Перед отвалом я пришел на последнюю встречу — только и делал, что тер глаза. Знал, что никогда — никогда! — больше ее не увижу. Но что делать? Из двух направлений я выбрал западное — если не Америка, покатил бы в Сибирь, что тоже означало смерть-разлуку, но только более отвратную. А здесь у меня, в Метрополитен, стоит на столе цветная фотография, а в спальне над кроватью висит в натуральную величину, и я могу часами смотреть на нее. Но все это, увы, мертвые копии, а живой, родной, трепетный оригинал остался за семью морями и за семью печатями. Дважды по семь — вот и получаются те злосчастные четырнадцать, которые казались мне вечностью.
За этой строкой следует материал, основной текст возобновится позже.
//! Core types and definitions for the CORSAIR simulation.
//!
//! This crate defines the vocabulary shared across all other crates:
//! components, input events, scene events, state snapshots, and constants.
//! It has no dependency on the ECS or any runtime framework.

pub mod components;
pub mod constants;
pub mod events;
pub mod input;
pub mod loading;
pub mod state;
pub mod types;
Не ждал и не надеялся. А жил слухами, один из которых поверг меня в беспомощное отчаяние: 15 июня 1985 года некий маньяк напал на нее средь бела дня и тяжело ранил. Была бы только жива, а подранком еще дороже, чем целая и невредимая. Мне суждено умереть в разлуке с ней, я постепенно свыкся с этой мыслью, она стала доминантой моего чужеродного существования в Нью-Йорке, хотя карьерно все сошлось один к одному. Там я заведовал оружейным отделом в Эрмитаже, а здесь — оружейным отделом в Метрополитен, который был расширен по моей инициативе, а деньги дал Арманд Хаммер из сочувствия к моему необычному случаю: семь лет в отказе из-за моего доступа к государственным тайнам — я был специалистом по оружию, пусть и древнему. Предлог вздорный, но что делать: для бюрократической машины что атомная бомба, что мушкет с пищалью — все едино. Сначала я засветился, подав на эмиграцию, надеясь смотаться на еврейской волне. Потом слегка ссучился, заведя шуры-муры с гэбухой, почему и был отпущен в невинную поездку по Скандинавии — вторая моя загранка после Югославии. Оба раза с легким сердцем согласившись следить за товарищами по поездке (как они — за мной, в чем не сомневался). А слинял в Стокгольме, как и задумал, в аэропорту, часа за два до отлета на родину, когда супервизоры и сексоты угомонились, потеряв под конец всякую бдительность. О моем плане не знала ни одна живая душа, но если б кто подсмотрел, то засек непременно, как дал я волю слезам, прощаясь с ней навсегда, хоть и не обмолвились словечком. Господи, как тосковал я по ней и без нее, обреченный прожить остаток жизни в разлуке! Семь лет в отказе казались мне самыми счастливыми в моей жизни — по сравнению с нынешним прозябанием.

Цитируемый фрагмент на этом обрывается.